**Goal of the exercise**
From the records below, transcribe only the lines running from the one with "pub fn source_dir(&self)" through the one with "FingerprintHasher::new()". Keep both of those end lines.
- Opening Delimiter -
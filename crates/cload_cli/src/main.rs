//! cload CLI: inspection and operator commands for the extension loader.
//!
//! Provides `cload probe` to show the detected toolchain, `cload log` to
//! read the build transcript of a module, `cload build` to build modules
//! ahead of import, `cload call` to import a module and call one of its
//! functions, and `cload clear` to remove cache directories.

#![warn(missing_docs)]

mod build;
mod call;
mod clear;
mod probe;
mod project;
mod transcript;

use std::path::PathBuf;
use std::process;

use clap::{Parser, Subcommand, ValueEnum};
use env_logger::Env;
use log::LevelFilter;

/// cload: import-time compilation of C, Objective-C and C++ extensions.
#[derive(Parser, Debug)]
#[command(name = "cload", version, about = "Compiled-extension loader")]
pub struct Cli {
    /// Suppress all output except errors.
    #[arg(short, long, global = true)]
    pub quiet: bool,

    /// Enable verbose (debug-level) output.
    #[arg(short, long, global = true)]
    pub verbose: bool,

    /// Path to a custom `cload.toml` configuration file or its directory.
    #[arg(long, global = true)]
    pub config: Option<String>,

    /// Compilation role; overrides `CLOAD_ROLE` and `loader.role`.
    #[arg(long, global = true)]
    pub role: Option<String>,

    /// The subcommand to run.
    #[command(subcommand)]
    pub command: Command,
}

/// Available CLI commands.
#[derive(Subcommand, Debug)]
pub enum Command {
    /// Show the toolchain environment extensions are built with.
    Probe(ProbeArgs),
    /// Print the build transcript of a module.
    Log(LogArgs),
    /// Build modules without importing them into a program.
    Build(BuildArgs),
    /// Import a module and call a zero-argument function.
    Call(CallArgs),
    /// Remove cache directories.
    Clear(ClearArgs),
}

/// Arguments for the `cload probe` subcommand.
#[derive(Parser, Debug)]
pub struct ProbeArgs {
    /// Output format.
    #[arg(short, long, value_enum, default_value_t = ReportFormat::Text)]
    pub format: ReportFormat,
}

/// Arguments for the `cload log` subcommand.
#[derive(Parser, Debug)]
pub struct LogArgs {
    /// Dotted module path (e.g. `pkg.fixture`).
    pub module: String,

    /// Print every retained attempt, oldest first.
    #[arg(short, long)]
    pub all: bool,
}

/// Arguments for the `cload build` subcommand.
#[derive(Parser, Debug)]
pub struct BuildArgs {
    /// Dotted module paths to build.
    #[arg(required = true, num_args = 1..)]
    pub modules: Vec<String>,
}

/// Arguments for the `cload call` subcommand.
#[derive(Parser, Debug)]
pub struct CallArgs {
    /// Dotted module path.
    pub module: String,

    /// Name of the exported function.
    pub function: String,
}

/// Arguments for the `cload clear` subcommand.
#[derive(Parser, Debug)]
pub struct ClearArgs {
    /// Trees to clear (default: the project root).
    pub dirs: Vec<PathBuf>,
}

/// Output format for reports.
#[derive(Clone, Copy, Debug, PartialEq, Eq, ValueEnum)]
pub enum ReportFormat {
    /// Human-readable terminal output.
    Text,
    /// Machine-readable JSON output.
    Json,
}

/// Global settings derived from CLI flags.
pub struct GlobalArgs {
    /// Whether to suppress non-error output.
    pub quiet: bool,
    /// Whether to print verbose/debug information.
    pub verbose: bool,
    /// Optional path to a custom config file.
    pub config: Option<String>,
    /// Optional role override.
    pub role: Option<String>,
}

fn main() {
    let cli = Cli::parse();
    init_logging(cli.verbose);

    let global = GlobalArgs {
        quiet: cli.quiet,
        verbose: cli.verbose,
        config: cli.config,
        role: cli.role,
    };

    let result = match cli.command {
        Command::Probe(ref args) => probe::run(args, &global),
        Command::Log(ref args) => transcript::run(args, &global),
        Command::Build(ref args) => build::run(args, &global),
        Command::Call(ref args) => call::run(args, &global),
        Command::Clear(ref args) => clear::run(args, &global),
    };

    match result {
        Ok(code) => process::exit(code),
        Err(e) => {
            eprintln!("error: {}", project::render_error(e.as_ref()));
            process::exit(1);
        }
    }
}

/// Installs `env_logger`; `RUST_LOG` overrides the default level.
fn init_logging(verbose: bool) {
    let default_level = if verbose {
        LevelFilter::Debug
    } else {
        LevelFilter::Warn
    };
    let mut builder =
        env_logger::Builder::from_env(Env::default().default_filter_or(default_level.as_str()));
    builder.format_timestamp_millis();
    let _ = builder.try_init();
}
- Closing Delimiter -
- Opening Delimiter -
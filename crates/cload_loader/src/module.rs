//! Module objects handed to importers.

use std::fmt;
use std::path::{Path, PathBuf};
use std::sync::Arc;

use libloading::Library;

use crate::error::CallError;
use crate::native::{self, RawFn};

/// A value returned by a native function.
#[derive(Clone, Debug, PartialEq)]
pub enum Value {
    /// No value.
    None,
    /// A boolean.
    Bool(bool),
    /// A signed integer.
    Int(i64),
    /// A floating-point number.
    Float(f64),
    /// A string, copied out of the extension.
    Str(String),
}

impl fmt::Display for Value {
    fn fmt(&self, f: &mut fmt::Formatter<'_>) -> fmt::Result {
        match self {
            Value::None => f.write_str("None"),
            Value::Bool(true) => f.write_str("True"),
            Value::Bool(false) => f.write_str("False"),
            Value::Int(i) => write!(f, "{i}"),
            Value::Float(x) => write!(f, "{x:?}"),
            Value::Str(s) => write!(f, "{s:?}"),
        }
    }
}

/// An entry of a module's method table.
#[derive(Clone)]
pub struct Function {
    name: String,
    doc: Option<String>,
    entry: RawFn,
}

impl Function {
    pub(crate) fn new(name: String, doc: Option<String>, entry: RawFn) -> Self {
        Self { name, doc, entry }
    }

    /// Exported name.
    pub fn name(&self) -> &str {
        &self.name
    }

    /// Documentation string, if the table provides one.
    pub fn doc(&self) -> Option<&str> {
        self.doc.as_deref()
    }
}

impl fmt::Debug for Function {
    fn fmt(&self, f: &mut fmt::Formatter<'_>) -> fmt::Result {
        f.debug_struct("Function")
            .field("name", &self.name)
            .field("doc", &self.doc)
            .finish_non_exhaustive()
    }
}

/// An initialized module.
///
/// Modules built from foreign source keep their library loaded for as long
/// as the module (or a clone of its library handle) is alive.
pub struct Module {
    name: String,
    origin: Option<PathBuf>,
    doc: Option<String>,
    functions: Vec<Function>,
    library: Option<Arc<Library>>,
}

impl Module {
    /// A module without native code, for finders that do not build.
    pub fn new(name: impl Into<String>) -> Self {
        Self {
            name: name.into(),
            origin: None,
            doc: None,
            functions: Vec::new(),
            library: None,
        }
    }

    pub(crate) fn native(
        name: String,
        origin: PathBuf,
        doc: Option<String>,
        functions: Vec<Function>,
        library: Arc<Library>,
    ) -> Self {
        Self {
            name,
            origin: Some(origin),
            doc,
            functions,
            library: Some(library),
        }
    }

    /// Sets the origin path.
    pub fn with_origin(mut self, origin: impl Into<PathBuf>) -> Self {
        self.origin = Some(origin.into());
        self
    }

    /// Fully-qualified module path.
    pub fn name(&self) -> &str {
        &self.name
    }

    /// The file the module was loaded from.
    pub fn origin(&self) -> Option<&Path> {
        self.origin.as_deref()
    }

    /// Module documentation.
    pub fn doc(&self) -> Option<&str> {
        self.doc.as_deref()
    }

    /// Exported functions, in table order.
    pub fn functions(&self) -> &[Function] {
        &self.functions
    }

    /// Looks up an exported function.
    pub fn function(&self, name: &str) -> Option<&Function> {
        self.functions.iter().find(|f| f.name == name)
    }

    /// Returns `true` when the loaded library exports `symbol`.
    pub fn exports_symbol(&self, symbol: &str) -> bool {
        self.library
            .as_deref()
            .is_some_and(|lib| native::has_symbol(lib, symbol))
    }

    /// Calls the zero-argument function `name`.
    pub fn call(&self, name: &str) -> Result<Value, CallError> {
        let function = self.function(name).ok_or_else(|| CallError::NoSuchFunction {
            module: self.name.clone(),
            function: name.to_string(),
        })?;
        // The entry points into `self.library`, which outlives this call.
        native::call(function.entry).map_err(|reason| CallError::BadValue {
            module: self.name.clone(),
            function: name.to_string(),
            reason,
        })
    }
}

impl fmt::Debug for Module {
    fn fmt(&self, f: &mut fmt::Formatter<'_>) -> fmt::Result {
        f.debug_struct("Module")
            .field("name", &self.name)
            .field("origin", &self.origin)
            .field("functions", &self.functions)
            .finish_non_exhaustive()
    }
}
- Closing Delimiter -
- Opening Delimiter -
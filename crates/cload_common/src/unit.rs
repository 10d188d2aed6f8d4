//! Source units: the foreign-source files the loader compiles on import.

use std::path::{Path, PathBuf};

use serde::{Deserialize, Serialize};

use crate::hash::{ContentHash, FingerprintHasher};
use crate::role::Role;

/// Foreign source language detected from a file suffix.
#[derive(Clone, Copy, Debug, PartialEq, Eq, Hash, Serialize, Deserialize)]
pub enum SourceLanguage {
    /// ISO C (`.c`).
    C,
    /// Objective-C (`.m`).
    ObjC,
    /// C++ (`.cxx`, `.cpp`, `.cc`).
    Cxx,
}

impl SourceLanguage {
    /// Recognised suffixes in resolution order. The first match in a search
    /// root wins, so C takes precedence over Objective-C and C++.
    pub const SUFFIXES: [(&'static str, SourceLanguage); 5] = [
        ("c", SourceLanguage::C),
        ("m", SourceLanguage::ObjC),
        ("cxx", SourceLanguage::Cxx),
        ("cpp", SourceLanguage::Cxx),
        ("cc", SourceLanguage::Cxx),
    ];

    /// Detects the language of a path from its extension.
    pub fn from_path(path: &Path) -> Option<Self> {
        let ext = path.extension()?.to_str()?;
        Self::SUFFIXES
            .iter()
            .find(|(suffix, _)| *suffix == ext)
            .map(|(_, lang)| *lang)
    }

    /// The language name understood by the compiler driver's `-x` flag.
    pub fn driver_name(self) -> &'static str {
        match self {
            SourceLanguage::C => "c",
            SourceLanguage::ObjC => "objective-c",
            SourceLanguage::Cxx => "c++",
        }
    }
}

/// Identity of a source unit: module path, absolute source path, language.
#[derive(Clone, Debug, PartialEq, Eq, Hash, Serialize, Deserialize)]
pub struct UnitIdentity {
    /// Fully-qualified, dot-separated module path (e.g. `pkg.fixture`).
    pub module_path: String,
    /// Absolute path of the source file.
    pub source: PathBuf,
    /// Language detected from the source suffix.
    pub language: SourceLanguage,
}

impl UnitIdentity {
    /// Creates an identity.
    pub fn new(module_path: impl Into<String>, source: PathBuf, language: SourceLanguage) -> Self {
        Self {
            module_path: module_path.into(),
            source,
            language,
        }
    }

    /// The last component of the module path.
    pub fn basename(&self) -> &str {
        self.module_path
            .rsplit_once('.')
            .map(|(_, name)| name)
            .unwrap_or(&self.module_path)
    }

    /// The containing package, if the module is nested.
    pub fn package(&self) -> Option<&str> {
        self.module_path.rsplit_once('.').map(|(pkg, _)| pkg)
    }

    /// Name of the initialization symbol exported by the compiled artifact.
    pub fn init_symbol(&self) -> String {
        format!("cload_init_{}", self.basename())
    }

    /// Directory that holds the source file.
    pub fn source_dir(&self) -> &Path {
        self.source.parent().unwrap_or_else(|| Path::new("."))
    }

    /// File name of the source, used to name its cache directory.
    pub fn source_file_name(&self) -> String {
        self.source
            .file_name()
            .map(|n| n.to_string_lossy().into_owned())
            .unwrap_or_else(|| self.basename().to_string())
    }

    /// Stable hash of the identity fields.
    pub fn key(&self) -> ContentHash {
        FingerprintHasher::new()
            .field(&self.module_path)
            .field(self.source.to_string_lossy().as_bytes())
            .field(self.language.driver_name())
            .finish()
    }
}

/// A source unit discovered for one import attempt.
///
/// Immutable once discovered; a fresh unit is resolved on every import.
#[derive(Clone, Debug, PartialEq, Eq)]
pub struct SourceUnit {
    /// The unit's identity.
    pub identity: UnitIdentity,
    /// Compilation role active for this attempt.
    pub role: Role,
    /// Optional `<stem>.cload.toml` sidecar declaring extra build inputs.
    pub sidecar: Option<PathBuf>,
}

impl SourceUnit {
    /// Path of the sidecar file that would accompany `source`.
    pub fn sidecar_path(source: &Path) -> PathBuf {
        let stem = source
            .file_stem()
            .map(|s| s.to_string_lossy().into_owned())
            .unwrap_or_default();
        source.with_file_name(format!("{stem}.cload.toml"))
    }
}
- Closing Delimiter -
**Solution to this task**
    pub fn source_dir(&self) -> &Path {
        self.source.parent().unwrap_or_else(|| Path::new("."))
    }

    /// File name of the source, used to name its cache directory.
    pub fn source_file_name(&self) -> String {
        self.source
            .file_name()
            .map(|n| n.to_string_lossy().into_owned())
            .unwrap_or_else(|| self.basename().to_string())
    }

    /// Stable hash of the identity fields.
    pub fn key(&self) -> ContentHash {
        FingerprintHasher::new()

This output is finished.